_TASK TO CARRY OUT_
Using the listing below, extract each line that has the word "DateTime" in it.

_DATA PROVIDED_
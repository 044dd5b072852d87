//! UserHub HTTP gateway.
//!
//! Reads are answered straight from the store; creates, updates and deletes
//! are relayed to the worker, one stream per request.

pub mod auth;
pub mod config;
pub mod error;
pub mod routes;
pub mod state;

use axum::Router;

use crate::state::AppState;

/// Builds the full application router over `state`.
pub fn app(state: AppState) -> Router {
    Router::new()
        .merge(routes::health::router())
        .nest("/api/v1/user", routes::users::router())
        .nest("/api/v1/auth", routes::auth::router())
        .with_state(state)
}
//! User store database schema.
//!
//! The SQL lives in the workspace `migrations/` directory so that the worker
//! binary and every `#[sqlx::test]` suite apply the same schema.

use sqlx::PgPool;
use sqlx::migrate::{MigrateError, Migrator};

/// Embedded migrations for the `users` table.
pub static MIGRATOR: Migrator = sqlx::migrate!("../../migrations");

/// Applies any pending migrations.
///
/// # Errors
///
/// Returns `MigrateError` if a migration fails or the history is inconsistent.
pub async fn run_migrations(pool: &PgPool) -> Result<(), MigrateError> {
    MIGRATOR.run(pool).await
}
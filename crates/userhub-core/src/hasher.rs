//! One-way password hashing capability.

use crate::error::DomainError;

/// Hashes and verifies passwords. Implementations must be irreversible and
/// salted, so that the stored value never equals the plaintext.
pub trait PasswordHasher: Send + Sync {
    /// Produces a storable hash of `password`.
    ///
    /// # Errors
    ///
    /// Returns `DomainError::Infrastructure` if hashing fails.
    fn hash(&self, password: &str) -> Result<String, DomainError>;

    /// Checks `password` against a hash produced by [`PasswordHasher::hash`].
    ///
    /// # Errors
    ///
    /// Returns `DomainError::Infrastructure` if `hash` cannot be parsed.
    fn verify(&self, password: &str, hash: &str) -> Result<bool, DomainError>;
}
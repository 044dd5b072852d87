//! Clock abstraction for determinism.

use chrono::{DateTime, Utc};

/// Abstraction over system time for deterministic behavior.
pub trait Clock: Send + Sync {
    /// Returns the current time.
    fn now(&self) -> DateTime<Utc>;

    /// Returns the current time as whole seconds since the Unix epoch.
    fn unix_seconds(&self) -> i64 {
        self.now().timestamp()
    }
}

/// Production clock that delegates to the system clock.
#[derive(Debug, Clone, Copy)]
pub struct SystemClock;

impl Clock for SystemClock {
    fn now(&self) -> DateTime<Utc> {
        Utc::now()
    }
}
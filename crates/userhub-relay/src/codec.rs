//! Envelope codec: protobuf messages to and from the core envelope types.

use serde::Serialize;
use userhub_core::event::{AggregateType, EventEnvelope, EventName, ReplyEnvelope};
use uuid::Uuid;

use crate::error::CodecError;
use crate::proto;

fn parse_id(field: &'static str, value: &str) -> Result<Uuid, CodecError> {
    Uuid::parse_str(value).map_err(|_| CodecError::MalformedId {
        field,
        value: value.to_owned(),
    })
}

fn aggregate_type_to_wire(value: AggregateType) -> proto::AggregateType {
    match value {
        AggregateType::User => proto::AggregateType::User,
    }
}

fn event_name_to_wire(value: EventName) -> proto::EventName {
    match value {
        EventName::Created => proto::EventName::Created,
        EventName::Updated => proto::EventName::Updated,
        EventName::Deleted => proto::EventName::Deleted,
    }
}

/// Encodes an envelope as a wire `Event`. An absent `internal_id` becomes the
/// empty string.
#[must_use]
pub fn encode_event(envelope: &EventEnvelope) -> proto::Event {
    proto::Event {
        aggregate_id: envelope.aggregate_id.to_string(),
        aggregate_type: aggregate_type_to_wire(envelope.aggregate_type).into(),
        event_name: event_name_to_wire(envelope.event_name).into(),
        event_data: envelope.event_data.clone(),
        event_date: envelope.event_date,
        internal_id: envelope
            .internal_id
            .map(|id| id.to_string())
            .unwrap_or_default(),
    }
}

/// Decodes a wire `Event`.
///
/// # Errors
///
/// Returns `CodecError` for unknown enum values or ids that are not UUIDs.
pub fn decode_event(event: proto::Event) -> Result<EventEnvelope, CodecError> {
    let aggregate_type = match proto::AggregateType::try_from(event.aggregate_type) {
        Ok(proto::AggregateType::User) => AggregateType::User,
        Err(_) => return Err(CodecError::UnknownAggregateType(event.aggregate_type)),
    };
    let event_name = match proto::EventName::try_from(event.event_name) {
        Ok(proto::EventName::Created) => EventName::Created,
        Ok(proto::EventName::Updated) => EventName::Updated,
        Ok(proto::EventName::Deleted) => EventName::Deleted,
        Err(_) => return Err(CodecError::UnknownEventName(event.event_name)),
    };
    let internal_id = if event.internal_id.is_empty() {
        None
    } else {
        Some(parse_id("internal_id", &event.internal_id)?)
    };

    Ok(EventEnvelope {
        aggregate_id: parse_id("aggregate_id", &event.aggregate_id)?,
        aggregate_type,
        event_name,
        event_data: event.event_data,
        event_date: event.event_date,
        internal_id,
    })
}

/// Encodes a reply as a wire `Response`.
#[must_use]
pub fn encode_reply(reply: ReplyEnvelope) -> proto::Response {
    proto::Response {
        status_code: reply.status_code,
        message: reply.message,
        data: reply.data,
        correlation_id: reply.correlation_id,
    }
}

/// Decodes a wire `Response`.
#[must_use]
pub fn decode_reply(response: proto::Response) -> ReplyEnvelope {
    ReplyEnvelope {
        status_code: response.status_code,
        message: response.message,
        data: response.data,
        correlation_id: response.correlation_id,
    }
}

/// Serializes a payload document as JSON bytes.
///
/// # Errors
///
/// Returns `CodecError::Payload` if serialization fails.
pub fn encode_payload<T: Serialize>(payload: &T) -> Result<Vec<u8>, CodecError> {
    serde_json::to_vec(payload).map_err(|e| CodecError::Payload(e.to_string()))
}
* * *
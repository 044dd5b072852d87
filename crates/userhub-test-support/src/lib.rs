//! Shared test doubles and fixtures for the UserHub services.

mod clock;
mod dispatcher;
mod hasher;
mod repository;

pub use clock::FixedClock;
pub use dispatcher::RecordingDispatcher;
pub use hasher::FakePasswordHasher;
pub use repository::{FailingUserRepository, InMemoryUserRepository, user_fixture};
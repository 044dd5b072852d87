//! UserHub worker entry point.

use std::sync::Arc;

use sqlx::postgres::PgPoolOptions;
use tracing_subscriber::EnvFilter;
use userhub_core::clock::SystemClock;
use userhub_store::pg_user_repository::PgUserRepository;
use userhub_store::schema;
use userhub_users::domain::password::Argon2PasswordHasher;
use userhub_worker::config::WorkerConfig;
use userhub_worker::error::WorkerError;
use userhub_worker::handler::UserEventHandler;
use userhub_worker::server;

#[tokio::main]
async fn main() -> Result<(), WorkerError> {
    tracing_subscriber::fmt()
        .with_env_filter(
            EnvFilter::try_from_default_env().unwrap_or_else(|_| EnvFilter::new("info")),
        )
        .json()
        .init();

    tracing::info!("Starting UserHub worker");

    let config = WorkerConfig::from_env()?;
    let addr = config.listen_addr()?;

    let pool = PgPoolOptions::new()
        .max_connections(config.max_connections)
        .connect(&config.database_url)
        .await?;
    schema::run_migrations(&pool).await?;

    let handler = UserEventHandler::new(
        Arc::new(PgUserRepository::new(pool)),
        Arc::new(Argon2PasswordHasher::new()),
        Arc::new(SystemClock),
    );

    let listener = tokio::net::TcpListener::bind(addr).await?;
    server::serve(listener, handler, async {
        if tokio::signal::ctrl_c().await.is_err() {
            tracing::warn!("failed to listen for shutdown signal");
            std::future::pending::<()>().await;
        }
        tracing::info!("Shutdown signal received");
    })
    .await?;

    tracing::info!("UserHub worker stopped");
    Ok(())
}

_THE COMPLETED TASK_
use chrono::{DateTime, Utc};
    fn now(&self) -> DateTime<Utc>;
    fn now(&self) -> DateTime<Utc> {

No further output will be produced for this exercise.